5. For Source, select Build using a template. Then, select Run AWS CLI command.
6. For AWS CLI command, to set up a copy operation, enter the following command:
aws s3 cp s3://source-AWSDOC-EXAMPLE-BUCKET1 s3://destination-AWSDOC-EXAMPLE-BUCKET2
Note: The copy command overwrites any objects in the destination bucket that have the same key name as objects in the source bucket.
To set up a sync operation, enter the following command:
aws s3 sync s3://source-AWSDOC-EXAMPLE-BUCKET1 s3://destination-AWSDOC-EXAMPLE-BUCKET2
Note: The sync command compares the source and destination buckets, and then transfers only the difference.
7. For Run, select on pipeline activation for a one-time copy or sync job. Or, select on a schedule for a scheduled copy or sync, and then complete the Run every, Starting, and Ending fields based on your use case.
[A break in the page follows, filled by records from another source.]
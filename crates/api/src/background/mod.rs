//! Background tasks and scheduled jobs.
//!
//! Each submodule provides a long-running async function intended to be
//! spawned via `tokio::spawn`. All tasks accept a [`CancellationToken`]
//! for graceful shutdown.
//!
//! [`CancellationToken`]: tokio_util::sync::CancellationToken

pub mod session_sweeper;
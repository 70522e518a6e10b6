//! Route definitions for the `/payslips` resource.

use axum::routing::{get, post};
use axum::Router;

use crate::handlers::payslips;
use crate::state::AppState;

/// Routes mounted at `/payslips`.
///
/// ```text
/// GET    /            -> list_payslips
/// POST   /            -> compute_payslip_upstream (accountant)
/// POST   /preview     -> preview_payslip
/// GET    /{id}        -> get_payslip
/// DELETE /{id}        -> delete_payslip (admin)
/// POST   /{id}/pay    -> pay_payslip (accountant)
/// GET    /{id}/pdf    -> payslip_pdf
/// ```
pub fn router() -> Router<AppState> {
    Router::new()
        .route(
            "/",
            get(payslips::list_payslips).post(payslips::compute_payslip_upstream),
        )
        .route("/preview", post(payslips::preview_payslip))
        .route(
            "/{id}",
            get(payslips::get_payslip).delete(payslips::delete_payslip),
        )
        .route("/{id}/pay", post(payslips::pay_payslip))
        .route("/{id}/pdf", get(payslips::payslip_pdf))
}
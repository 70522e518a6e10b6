//! Well-known role name constants.
//!
//! These must match the role strings issued by the payroll backend at login.

pub const ROLE_ADMIN: &str = "admin";
pub const ROLE_ACCOUNTANT: &str = "accountant";

/// Whether `role` may perform accounting operations (payments, payslips,
/// teacher records). Admins inherit every accountant permission.
pub fn is_accountant_or_admin(role: &str) -> bool {
    role == ROLE_ADMIN || role == ROLE_ACCOUNTANT
}
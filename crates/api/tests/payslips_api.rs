//! Integration tests for the local payslip preview.
//!
//! Teacher 1 is on grade A1 (base 100 000) in a rural establishment.

mod common;

use axum::http::StatusCode;
use common::{body_json, login, post_json_auth, VIEWER_EMAIL};
use serde_json::json;

#[tokio::test]
async fn preview_applies_rural_uplift_and_statutory_deductions() {
    let app = common::spawn_app().await;
    let token = login(&app, VIEWER_EMAIL).await;

    let response = post_json_auth(
        &app,
        "/api/v1/payslips/preview",
        json!({ "teacher_id": 1, "month": 6, "year": 2025, "gains": [1], "deductions": [2] }),
        &token,
    )
    .await;
    assert_eq!(response.status(), StatusCode::OK);

    let preview = body_json(response).await["data"].clone();
    assert_eq!(preview["teacher_name"], "Mukendi Jean");
    assert_eq!(preview["period"], "2025-06");
    assert_eq!(preview["grade"], "A1");
    assert_eq!(preview["pay_zone"], "rural");
    assert_eq!(preview["base_salary"], 100000.0);
    assert_eq!(preview["total_gains"], 12000.0);
    assert_eq!(preview["gross"], 112000.0);
    assert_eq!(preview["cnss"], 5600.0);
    // CNSS, IPR, then the selected deduction.
    assert_eq!(preview["lines"].as_array().unwrap().len(), 4);
}

#[tokio::test]
async fn preview_counts_repeated_elements_once() {
    let app = common::spawn_app().await;
    let token = login(&app, VIEWER_EMAIL).await;

    let response = post_json_auth(
        &app,
        "/api/v1/payslips/preview",
        json!({ "teacher_id": 1, "month": 6, "year": 2025, "gains": [1, 1], "deductions": [2, 2] }),
        &token,
    )
    .await;
    assert_eq!(response.status(), StatusCode::OK);

    let preview = body_json(response).await["data"].clone();
    assert_eq!(preview["total_gains"], 12000.0);
    assert_eq!(preview["gross"], 112000.0);
    assert_eq!(preview["lines"].as_array().unwrap().len(), 4);
}

#[tokio::test]
async fn preview_with_unknown_element_is_404() {
    let app = common::spawn_app().await;
    let token = login(&app, VIEWER_EMAIL).await;

    let response = post_json_auth(
        &app,
        "/api/v1/payslips/preview",
        json!({ "teacher_id": 1, "month": 6, "year": 2025, "gains": [42] }),
        &token,
    )
    .await;
    assert_eq!(response.status(), StatusCode::NOT_FOUND);
    assert_eq!(body_json(response).await["error"], "PayElement with id 42 not found");
}

#[tokio::test]
async fn preview_rejects_a_deduction_listed_as_gain() {
    let app = common::spawn_app().await;
    let token = login(&app, VIEWER_EMAIL).await;

    let response = post_json_auth(
        &app,
        "/api/v1/payslips/preview",
        json!({ "teacher_id": 1, "month": 6, "year": 2025, "gains": [2] }),
        &token,
    )
    .await;
    assert_eq!(response.status(), StatusCode::BAD_REQUEST);
    assert_eq!(body_json(response).await["code"], "VALIDATION_ERROR");
}

#[tokio::test]
async fn preview_rejects_out_of_range_month() {
    let app = common::spawn_app().await;
    let token = login(&app, VIEWER_EMAIL).await;

    let response = post_json_auth(
        &app,
        "/api/v1/payslips/preview",
        json!({ "teacher_id": 1, "month": 13, "year": 2025 }),
        &token,
    )
    .await;
    assert_eq!(response.status(), StatusCode::BAD_REQUEST);
}

#[tokio::test]
async fn preview_for_unknown_teacher_is_404() {
    let app = common::spawn_app().await;
    let token = login(&app, VIEWER_EMAIL).await;

    let response = post_json_auth(
        &app,
        "/api/v1/payslips/preview",
        json!({ "teacher_id": 7, "month": 6, "year": 2025 }),
        &token,
    )
    .await;
    assert_eq!(response.status(), StatusCode::NOT_FOUND);
}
8. For Logging, you can select Enabled, and then enter an S3 location for logs. Or, if you don't want logs, you can select Disabled.
9. For IAM roles, you can select either the Default role or a Custom role. The default role has Amazon S3 permissions for s3:CreateBucket, s3:DeleteObject, s3:Get*, s3:List*, and s3:Put*.
Note: If the buckets have default encryption with AWS Key Management Service (AWS KMS), then make sure the proper permissions are granted. Proper permissions for using the AWS KMS key must be granted to the Data Pipeline role.
10. Choose Activate.
Note: You can optionally optimize performance by creating multiple pipelines for each root-level prefix in your bucket.